Pulumi in a Cloud Native World
Posted on
In today’s complex digital landscape, organizations are increasingly turning to platform engineering to optimise their software delivery processes and maximize efficiency. The growing complexity of modern applications, coupled with the need for rapid, secure, and scalable deployments, has created a pressing demand for robust Internal Developer Platforms (IDPs).
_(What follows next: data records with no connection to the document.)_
use std::collections::HashMap;

use serde::{Deserialize, Serialize};

use super::{Amount, Ledger};

/// Summary figures derived from a ledger.
#[derive(Debug, Clone, Copy, Default, PartialEq, Serialize, Deserialize)]
pub struct Totals {
    pub expenses: Amount,
    pub savings: Amount,
    /// Funds left after expenses and savings. May be negative.
    pub remaining: Amount,
}

/// Expense and savings sums for one category.
#[derive(Debug, Clone, PartialEq, Serialize, Deserialize)]
pub struct CategoryTotal {
    pub category: String,
    pub expenses: Amount,
    pub savings: Amount,
}

/// One slice of the budget distribution chart.
#[derive(Debug, Clone, PartialEq, Serialize, Deserialize)]
pub struct Slice {
    pub label: String,
    pub amount: Amount,
    pub percentage: f64,
}

#[derive(Debug, Clone, Copy, PartialEq, Eq, Serialize, Deserialize)]
#[serde(rename_all = "snake_case")]
pub enum Recommendation {
    ReduceExpenses,
    SavingsHealthy,
}

impl Recommendation {
    /// Expenses strictly above savings call for a cut; ties count as healthy.
    pub fn from_totals(totals: &Totals) -> Self {
        if totals.expenses > totals.savings {
            Recommendation::ReduceExpenses
        } else {
            Recommendation::SavingsHealthy
        }
    }

    pub fn message(&self) -> &'static str {
        match self {
            Recommendation::ReduceExpenses => {
                "Expenses exceed savings - consider reducing expenses"
            }
            Recommendation::SavingsHealthy => "Savings are healthy - keep it up!",
        }
    }
}

impl std::fmt::Display for Recommendation {
    fn fmt(&self, f: &mut std::fmt::Formatter<'_>) -> std::fmt::Result {
        write!(f, "{}", self.message())
    }
}

/// Compute expense, savings and remaining totals.
pub fn totals(ledger: &Ledger) -> Totals {
    let (expenses, savings) = ledger
        .entries
        .iter()
        .fold((0.0, 0.0), |(expenses, savings), entry| {
            if entry.is_expense() {
                (expenses + entry.amount, savings)
            } else {
                (expenses, savings + entry.amount)
            }
        });

    Totals {
        expenses,
        savings,
        remaining: ledger.total_money - expenses - savings,
    }
}

/// Per-category sums, in order of first appearance.
/// Categories without entries never appear.
pub fn category_totals(ledger: &Ledger) -> Vec<CategoryTotal> {
    let mut positions: HashMap<&str, usize> = HashMap::new();
    let mut result: Vec<CategoryTotal> = Vec::new();

    for entry in &ledger.entries {
        let index = *positions.entry(entry.category.as_str()).or_insert_with(|| {
            result.push(CategoryTotal {
                category: entry.category.clone(),
                expenses: 0.0,
                savings: 0.0,
            });
            result.len() - 1
        });

        let total = &mut result[index];
        if entry.is_expense() {
            total.expenses += entry.amount;
        } else {
            total.savings += entry.amount;
        }
    }

    result
}

/// Expenses / Savings / Remaining shares for charting.
/// Negative slices are shown as zero and excluded from the percentage base.
pub fn distribution(totals: &Totals) -> Vec<Slice> {
    let slices = [
        ("Expenses", totals.expenses),
        ("Savings", totals.savings),
        ("Remaining", totals.remaining),
    ];
    let base: Amount = slices.iter().map(|(_, amount)| amount.max(0.0)).sum();

    slices
        .iter()
        .map(|(label, amount)| {
            let amount = amount.max(0.0);
            let percentage = if base > 0.0 {
                (amount / base) * 100.0
            } else {
                0.0
            };
            Slice {
                label: label.to_string(),
                amount,
                percentage,
            }
        })
        .collect()
}
use thiserror::Error;

use crate::domain::LedgerError;

#[derive(Error, Debug)]
pub enum AppError {
    #[error("Invalid entry: {0}")]
    InvalidEntry(#[from] LedgerError),

    #[error("No entry is being edited")]
    NoPendingEdit,

    #[error("Invalid import: {0}")]
    InvalidImport(String),

    #[error("Storage error: {0}")]
    Storage(#[from] anyhow::Error),

    #[error("Serialization error: {0}")]
    Serialization(#[from] serde_json::Error),

    #[error("CSV error: {0}")]
    Csv(#[from] csv::Error),

    #[error("I/O error: {0}")]
    Io(#[from] std::io::Error),
}
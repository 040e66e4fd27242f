pub mod export;
pub mod import;

pub use export::*;
pub use import::*;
IDPs are a key component of modern platform engineering strategies. An IDP is a self-service layer that sits on top of an organization’s infrastructure, abstracting away complexity and providing developers with the tools and environments they need to build, test, and deploy applications efficiently.
Key features of an IDP:
Developer Control Plane. Curated experiences that empower developers by meeting them at their level of expertise, whether it’s an abstracted developer portal, custom CLI, or shared IaC templates.
Integration & Delivery. Automations to version control, test, trace, and deploy all infrastructure from resources, configurations, environments, and secrets as well as orchestration automations to manage provisioning workflows.
Monitoring & Logging. Components to log, monitor, and observe all infrastructure for greater operational control as well as optimize against unnecessary costs.
Security & Identity. Security and compliance guardrails that regulate every piece of infrastructure from policies to fine-grained access controls to secrets.
Resources. Providers that support modern cloud architectures such as Kubernetes, containers, serverless, generative AI, machine learning, data lakes, hybrid cloud/on-premises, and more.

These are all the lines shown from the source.